## The task
Write out every entry exactly as it appears.

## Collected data
//! Atomic storage for the tracker metrics.
use std::sync::atomic::{AtomicU64, Ordering};

use peerhub_primitives::AddressFamily;

use crate::statistics::metrics::Metrics;
use crate::statistics::Protocol;

/// Shared metric counters. All operations are relaxed atomic increments, so
/// recording is cheap enough to sit on the hot path of every request.
#[derive(Debug, Default)]
pub struct Repository {
    tcp4_announces_handled: AtomicU64,
    tcp4_scrapes_handled: AtomicU64,
    tcp6_announces_handled: AtomicU64,
    tcp6_scrapes_handled: AtomicU64,
    udp4_connections_handled: AtomicU64,
    udp4_announces_handled: AtomicU64,
    udp4_scrapes_handled: AtomicU64,
    udp6_connections_handled: AtomicU64,
    udp6_announces_handled: AtomicU64,
    udp6_scrapes_handled: AtomicU64,
    udp_errors_handled: AtomicU64,
}

impl Repository {
    pub fn record_announce(&self, protocol: Protocol, family: AddressFamily) {
        let counter = match (protocol, family) {
            (Protocol::Http, AddressFamily::V4) => &self.tcp4_announces_handled,
            (Protocol::Http, AddressFamily::V6) => &self.tcp6_announces_handled,
            (Protocol::Udp, AddressFamily::V4) => &self.udp4_announces_handled,
            (Protocol::Udp, AddressFamily::V6) => &self.udp6_announces_handled,
        };

        counter.fetch_add(1, Ordering::Relaxed);
    }

    pub fn record_scrape(&self, protocol: Protocol, family: AddressFamily) {
        let counter = match (protocol, family) {
            (Protocol::Http, AddressFamily::V4) => &self.tcp4_scrapes_handled,
            (Protocol::Http, AddressFamily::V6) => &self.tcp6_scrapes_handled,
            (Protocol::Udp, AddressFamily::V4) => &self.udp4_scrapes_handled,
            (Protocol::Udp, AddressFamily::V6) => &self.udp6_scrapes_handled,
        };

        counter.fetch_add(1, Ordering::Relaxed);
    }

    /// Records a UDP `connect` handshake. The HTTP tracker has no equivalent.
    pub fn record_connection(&self, family: AddressFamily) {
        let counter = match family {
            AddressFamily::V4 => &self.udp4_connections_handled,
            AddressFamily::V6 => &self.udp6_connections_handled,
        };

        counter.fetch_add(1, Ordering::Relaxed);
    }

    pub fn record_udp_error(&self) {
        self.udp_errors_handled.fetch_add(1, Ordering::Relaxed);
    }

    #[must_use]
    pub fn metrics(&self) -> Metrics {
        Metrics {
            tcp4_announces_handled: self.tcp4_announces_handled.load(Ordering::Relaxed),
            tcp4_scrapes_handled: self.tcp4_scrapes_handled.load(Ordering::Relaxed),
            tcp6_announces_handled: self.tcp6_announces_handled.load(Ordering::Relaxed),
            tcp6_scrapes_handled: self.tcp6_scrapes_handled.load(Ordering::Relaxed),
            udp4_connections_handled: self.udp4_connections_handled.load(Ordering::Relaxed),
            udp4_announces_handled: self.udp4_announces_handled.load(Ordering::Relaxed),
            udp4_scrapes_handled: self.udp4_scrapes_handled.load(Ordering::Relaxed),
            udp6_connections_handled: self.udp6_connections_handled.load(Ordering::Relaxed),
            udp6_announces_handled: self.udp6_announces_handled.load(Ordering::Relaxed),
            udp6_scrapes_handled: self.udp6_scrapes_handled.load(Ordering::Relaxed),
            udp_errors_handled: self.udp_errors_handled.load(Ordering::Relaxed),
        }
    }
}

## Task response
//! Atomic storage for the tracker metrics.
use std::sync::atomic::{AtomicU64, Ordering};

use peerhub_primitives::AddressFamily;

use crate::statistics::metrics::Metrics;
use crate::statistics::Protocol;

/// Shared metric counters. All operations are relaxed atomic increments, so
/// recording is cheap enough to sit on the hot path of every request.
#[derive(Debug, Default)]
pub struct Repository {
    tcp4_announces_handled: AtomicU64,
    tcp4_scrapes_handled: AtomicU64,
    tcp6_announces_handled: AtomicU64,
    tcp6_scrapes_handled: AtomicU64,
    udp4_connections_handled: AtomicU64,
    udp4_announces_handled: AtomicU64,
    udp4_scrapes_handled: AtomicU64,
    udp6_connections_handled: AtomicU64,
    udp6_announces_handled: AtomicU64,
    udp6_scrapes_handled: AtomicU64,
    udp_errors_handled: AtomicU64,
}

impl Repository {
    pub fn record_announce(&self, protocol: Protocol, family: AddressFamily) {
        let counter = match (protocol, family) {
            (Protocol::Http, AddressFamily::V4) => &self.tcp4_announces_handled,
            (Protocol::Http, AddressFamily::V6) => &self.tcp6_announces_handled,
            (Protocol::Udp, AddressFamily::V4) => &self.udp4_announces_handled,
            (Protocol::Udp, AddressFamily::V6) => &self.udp6_announces_handled,
        };

        counter.fetch_add(1, Ordering::Relaxed);
    }

    pub fn record_scrape(&self, protocol: Protocol, family: AddressFamily) {
        let counter = match (protocol, family) {
            (Protocol::Http, AddressFamily::V4) => &self.tcp4_scrapes_handled,
            (Protocol::Http, AddressFamily::V6) => &self.tcp6_scrapes_handled,
            (Protocol::Udp, AddressFamily::V4) => &self.udp4_scrapes_handled,
            (Protocol::Udp, AddressFamily::V6) => &self.udp6_scrapes_handled,
        };

        counter.fetch_add(1, Ordering::Relaxed);
    }

    /// Records a UDP `connect` handshake. The HTTP tracker has no equivalent.
    pub fn record_connection(&self, family: AddressFamily) {
        let counter = match family {
            AddressFamily::V4 => &self.udp4_connections_handled,
            AddressFamily::V6 => &self.udp6_connections_handled,
        };

        counter.fetch_add(1, Ordering::Relaxed);
    }

    pub fn record_udp_error(&self) {
        self.udp_errors_handled.fetch_add(1, Ordering::Relaxed);
    }

    #[must_use]
    pub fn metrics(&self) -> Metrics {
        Metrics {
            tcp4_announces_handled: self.tcp4_announces_handled.load(Ordering::Relaxed),
            tcp4_scrapes_handled: self.tcp4_scrapes_handled.load(Ordering::Relaxed),
            tcp6_announces_handled: self.tcp6_announces_handled.load(Ordering::Relaxed),
            tcp6_scrapes_handled: self.tcp6_scrapes_handled.load(Ordering::Relaxed),
            udp4_connections_handled: self.udp4_connections_handled.load(Ordering::Relaxed),
            udp4_announces_handled: self.udp4_announces_handled.load(Ordering::Relaxed),
            udp4_scrapes_handled: self.udp4_scrapes_handled.load(Ordering::Relaxed),
            udp6_connections_handled: self.udp6_connections_handled.load(Ordering::Relaxed),
            udp6_announces_handled: self.udp6_announces_handled.load(Ordering::Relaxed),
            udp6_scrapes_handled: self.udp6_scrapes_handled.load(Ordering::Relaxed),
            udp_errors_handled: self.udp_errors_handled.load(Ordering::Relaxed),
        }
    }
}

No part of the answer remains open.